Canopée - par Noë

Publié le par Noë






Vert. Arborescence. Force calme. Colosses immuables.

 

Goutte à goutte. Temps. Silence.

 

Vie. Nature.

 

Sérénité.

 

C’est ici que je vis. Les palétuviers m’accueillent dans leurs immenses branches. Entremêlées, virevoltantes, stables et solides ou fines et ployables, elles accueillent mes petits coins secrets. Ici, un hamac de liane se balance dans le vide. Là, un nid douillet se niche à la rencontre de trois ramures emmêlées, pudiquement caché aux regards d’un voile de feuilles. Le vent en passant fait chanter cette tenture vivante.

Ni cuisine, ni salle à manger, ni salle de bain. La Nature se suffit à elle-même.

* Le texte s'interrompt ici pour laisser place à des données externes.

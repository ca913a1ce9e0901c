//! Timestamp parsing, normalization and display
//!
//! Three textual forms are accepted on read:
//! - RFC 3339 (`2024-01-01T12:00:00Z`, any offset)
//! - space separated date-time, taken as UTC (`2024-01-01 12:00:00`)
//! - bare date, taken as midnight UTC (`2024-01-01`)
//!
//! Everything is written back in one canonical form: RFC 3339 in UTC with
//! second precision. Canonical strings sort chronologically, which the
//! `ORDER BY created_at` queries rely on.

use std::fmt;
use std::str::FromStr;

use chrono::{
    DateTime, FixedOffset, Local, NaiveDate, NaiveDateTime, SecondsFormat, SubsecRound, Utc,
};
use chrono_tz::Tz;
use serde::{Deserialize, Serialize};

/// Current time, truncated to the canonical precision
pub fn now() -> DateTime<Utc> {
    Utc::now().trunc_subsecs(0)
}

/// Parse any accepted form; `None` for empty or unrecognized text
pub fn parse(text: &str) -> Option<DateTime<Utc>> {
    let text = text.trim();
    if text.is_empty() {
        return None;
    }

    if let Ok(dt) = DateTime::parse_from_rfc3339(text) {
        return Some(dt.with_timezone(&Utc));
    }
    if let Ok(dt) = NaiveDateTime::parse_from_str(text, "%Y-%m-%d %H:%M:%S") {
        return Some(dt.and_utc());
    }
    if let Ok(date) = NaiveDate::parse_from_str(text, "%Y-%m-%d") {
        return date.and_hms_opt(0, 0, 0).map(|dt| dt.and_utc());
    }

    None
}

/// Canonical storage and wire form
pub fn format(dt: &DateTime<Utc>) -> String {
    dt.to_rfc3339_opts(SecondsFormat::Secs, true)
}

/// Human readable rendering in an explicit zone
pub fn display(dt: &DateTime<Utc>, zone: &DisplayZone) -> String {
    match zone {
        DisplayZone::Utc => dt.format("%Y-%m-%d %H:%M:%S UTC").to_string(),
        DisplayZone::Local => dt
            .with_timezone(&Local)
            .format("%Y-%m-%d %H:%M:%S %:z")
            .to_string(),
        DisplayZone::Fixed(offset) => dt
            .with_timezone(offset)
            .format("%Y-%m-%d %H:%M:%S %:z")
            .to_string(),
        // %Z follows daylight saving, e.g. EST / EDT
        DisplayZone::Named(tz) => dt
            .with_timezone(tz)
            .format("%Y-%m-%d %H:%M:%S %Z")
            .to_string(),
    }
}

/// Zone used when rendering timestamps for people
///
/// Configured as `utc`, `local`, a fixed offset like `-05:00`, or an IANA
/// zone name like `America/New_York`.
#[derive(Debug, Clone, Copy, PartialEq, Eq, Default, Serialize, Deserialize)]
#[serde(try_from = "String", into = "String")]
pub enum DisplayZone {
    #[default]
    Utc,
    Local,
    Fixed(FixedOffset),
    Named(Tz),
}

impl FromStr for DisplayZone {
    type Err = String;

    fn from_str(s: &str) -> Result<Self, Self::Err> {
        let s = s.trim();
        if s.eq_ignore_ascii_case("utc") || s == "Z" {
            return Ok(DisplayZone::Utc);
        }
        if s.eq_ignore_ascii_case("local") {
            return Ok(DisplayZone::Local);
        }
        if let Some(offset) = parse_offset(s) {
            return Ok(DisplayZone::Fixed(offset));
        }
        s.parse::<Tz>().map(DisplayZone::Named).map_err(|_| {
            format!(
                "invalid timezone '{}': expected utc, local, +HH:MM or a zone name",
                s
            )
        })
    }
}

impl fmt::Display for DisplayZone {
    fn fmt(&self, f: &mut fmt::Formatter<'_>) -> fmt::Result {
        match self {
            DisplayZone::Utc => write!(f, "utc"),
            DisplayZone::Local => write!(f, "local"),
            DisplayZone::Fixed(offset) => write!(f, "{}", offset),
            DisplayZone::Named(tz) => write!(f, "{}", tz.name()),
        }
    }
}

impl TryFrom<String> for DisplayZone {
    type Error = String;

    fn try_from(value: String) -> Result<Self, Self::Error> {
        value.parse()
    }
}

impl From<DisplayZone> for String {
    fn from(zone: DisplayZone) -> Self {
        zone.to_string()
    }
}

/// `+HH:MM` / `-HH:MM`
fn parse_offset(s: &str) -> Option<FixedOffset> {
    let (sign, rest) = match s.as_bytes().first()? {
        b'+' => (1, &s[1..]),
        b'-' => (-1, &s[1..]),
        _ => return None,
    };
    let (hours, minutes) = rest.split_once(':')?;
    if hours.len() != 2 || minutes.len() != 2 {
        return None;
    }
    let hours: i32 = hours.parse().ok()?;
    let minutes: i32 = minutes.parse().ok()?;
    if hours > 23 || minutes > 59 {
        return None;
    }
    FixedOffset::east_opt(sign * (hours * 3600 + minutes * 60))
}

/// Serde adapter for optional timestamps in the JSON wire format
///
/// Accepts `null`, an empty string, or any form [`parse`] understands.
/// Unrecognized text is a decode error rather than a silent zero.
pub mod serde_opt {
    use chrono::{DateTime, Utc};
    use serde::{de, Deserialize, Deserializer, Serializer};

    pub fn serialize<S>(value: &Option<DateTime<Utc>>, serializer: S) -> Result<S::Ok, S::Error>
    where
        S: Serializer,
    {
        match value {
            Some(dt) => serializer.serialize_str(&super::format(dt)),
            None => serializer.serialize_none(),
        }
    }

    pub fn deserialize<'de, D>(deserializer: D) -> Result<Option<DateTime<Utc>>, D::Error>
    where
        D: Deserializer<'de>,
    {
        let raw: Option<String> = Option::deserialize(deserializer)?;
        match raw {
            None => Ok(None),
            Some(text) if text.trim().is_empty() => Ok(None),
            Some(text) => super::parse(&text)
                .map(Some)
                .ok_or_else(|| de::Error::custom(format!("invalid timestamp '{}'", text))),
        }
    }
}

#[cfg(test)]
mod tests {
    use super::*;
    use chrono::TimeZone;

    fn utc(y: i32, mo: u32, d: u32, h: u32, mi: u32, s: u32) -> DateTime<Utc> {
        Utc.with_ymd_and_hms(y, mo, d, h, mi, s).unwrap()
    }

    #[test]
    fn test_parse_rfc3339() {
        assert_eq!(
            parse("2024-01-01T12:00:00Z"),
            Some(utc(2024, 1, 1, 12, 0, 0))
        );
        // offsets are normalized to UTC
        assert_eq!(
            parse("2024-01-01T07:00:00-05:00"),
            Some(utc(2024, 1, 1, 12, 0, 0))
        );
    }

    #[test]
    fn test_parse_space_separated() {
        assert_eq!(
            parse("2024-01-02 10:30:00"),
            Some(utc(2024, 1, 2, 10, 30, 0))
        );
    }

    #[test]
    fn test_parse_bare_date() {
        assert_eq!(parse("2024-01-02"), Some(utc(2024, 1, 2, 0, 0, 0)));
    }

    #[test]
    fn test_parse_rejects_garbage() {
        assert_eq!(parse(""), None);
        assert_eq!(parse("   "), None);
        assert_eq!(parse("yesterday"), None);
        assert_eq!(parse("2024-13-45"), None);
    }

    #[test]
    fn test_format_is_canonical() {
        let dt = parse("2024-01-02 10:30:00").unwrap();
        assert_eq!(format(&dt), "2024-01-02T10:30:00Z");

        let dt = parse("2024-01-01T07:00:00.123-05:00").unwrap();
        assert_eq!(format(&dt), "2024-01-01T12:00:00Z");
    }

    #[test]
    fn test_now_has_no_subseconds() {
        assert_eq!(now().timestamp_subsec_nanos(), 0);
    }

    #[test]
    fn test_display_pinned_zones() {
        let dt = utc(2024, 1, 1, 12, 0, 0);
        assert_eq!(display(&dt, &DisplayZone::Utc), "2024-01-01 12:00:00 UTC");

        let est: DisplayZone = "-05:00".parse().unwrap();
        assert_eq!(display(&dt, &est), "2024-01-01 07:00:00 -05:00");

        let ist: DisplayZone = "+05:30".parse().unwrap();
        assert_eq!(display(&dt, &ist), "2024-01-01 17:30:00 +05:30");
    }

    #[test]
    fn test_display_named_zone_follows_dst() {
        let new_york: DisplayZone = "America/New_York".parse().unwrap();

        let winter = utc(2024, 1, 15, 12, 0, 0);
        assert_eq!(display(&winter, &new_york), "2024-01-15 07:00:00 EST");

        let summer = utc(2024, 7, 15, 12, 0, 0);
        assert_eq!(display(&summer, &new_york), "2024-07-15 08:00:00 EDT");
    }

    #[test]
    fn test_display_zone_parsing() {
        assert_eq!("UTC".parse::<DisplayZone>().unwrap(), DisplayZone::Utc);
        assert_eq!("local".parse::<DisplayZone>().unwrap(), DisplayZone::Local);
        assert_eq!(
            "America/New_York".parse::<DisplayZone>().unwrap(),
            DisplayZone::Named(Tz::America__New_York)
        );
        assert!("America/Nowhere".parse::<DisplayZone>().is_err());
        assert!("+24:00".parse::<DisplayZone>().is_err());
        assert!("0500".parse::<DisplayZone>().is_err());
    }

    #[test]
    fn test_display_zone_round_trips_through_string() {
        for zone in ["utc", "local", "-05:00", "+09:30", "Europe/Berlin"] {
            let parsed: DisplayZone = zone.parse().unwrap();
            assert_eq!(parsed.to_string(), zone);
        }
    }
}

Les immenses feuilles des arbres tropicaux retiennent la pluie en bassins flottants. Des gouttes perlent en permanence des pointes. Parfois, ce sont de véritables petites cascades qui surgissent de nulle part. Attirées par le sol, par la Terre, elles fendent l’air en une douce mélodie.

 

Oiseau funambule, je marche sur le vide. Je cours sur des rameaux plus fins que mes pieds. Ils ploient, me déposent sur une branche inférieure. Je saute. Saisi une branche. Me hisse à l’étage supérieur. Continue mon ascension. Facilement. Agilement. Sans aucune crainte. Une liane par ici. Une branche par là. Mes pieds s’assurent avec aisance sur le moindre support. Les arbres sont là. Les arbres sont mes amis. Ils me soutiennent, me hissent, me rattrapent. Avec eux je ne risque rien.

 

La lumière tamisée de la canopée s’éclaire petit à petit. Les feuilles deviennent translucides sous l’effet du proche soleil. Elles offrent le merveilleux détail de leur peau si diaphane et si fine, de leurs nervures, géométriques sans l’être.

 

Les oiseaux s’envolent dans l’immensité du ciel. J’émerge. Un océan de verdure m’attend. Prairies immenses, invitation à la course. De nombreux animaux paissent ici. D’autres chassent. Pas de couvert, pas de cachette. La plupart des bêtes sont incapables de repasser sous la cime des arbres comme moi. Cette seconde surface terrestre est la seule qu’ils connaissent.

 

Je retourne sous le couvert protecteur des dernières couches de feuilles. Le soleil là-haut est bien trop vivace pour moi. Mes yeux ne semblent pouvoir supporter que la vision du vert. Mais il faut bien manger. Les fruits des arbres ne se développent qu’en surface.

 

Ce sera pour une autre fois. Je n’ai pas faim.

 

Sous mes pieds qui se balancent, des dizaines de mètres, parfois jusqu’à la centaine.

 

 Je me laisse tomber de ma branche.

 

Sensation grisante : l’espace de quelques instants, j’ai l’impression de voler.

 

Les feuilles des arbres se courbent pour ralentir ma chute. Des lianes apparaissent, poussées par le vent. J’en saisi une. Me laisse tomber de nouveau quelques mètres plus loin. Effectue une pirouette autour d’une branche. Atterrit sur une autre quelques mètres plus bas.

 

Mon coin secret n’est plus très loin. J’écarte le rideau de feuille. Mon petit nid est là. Rond. Douillet. Je m’y pelotonne. Regarde les gouttes tomber des feuilles. Une à une.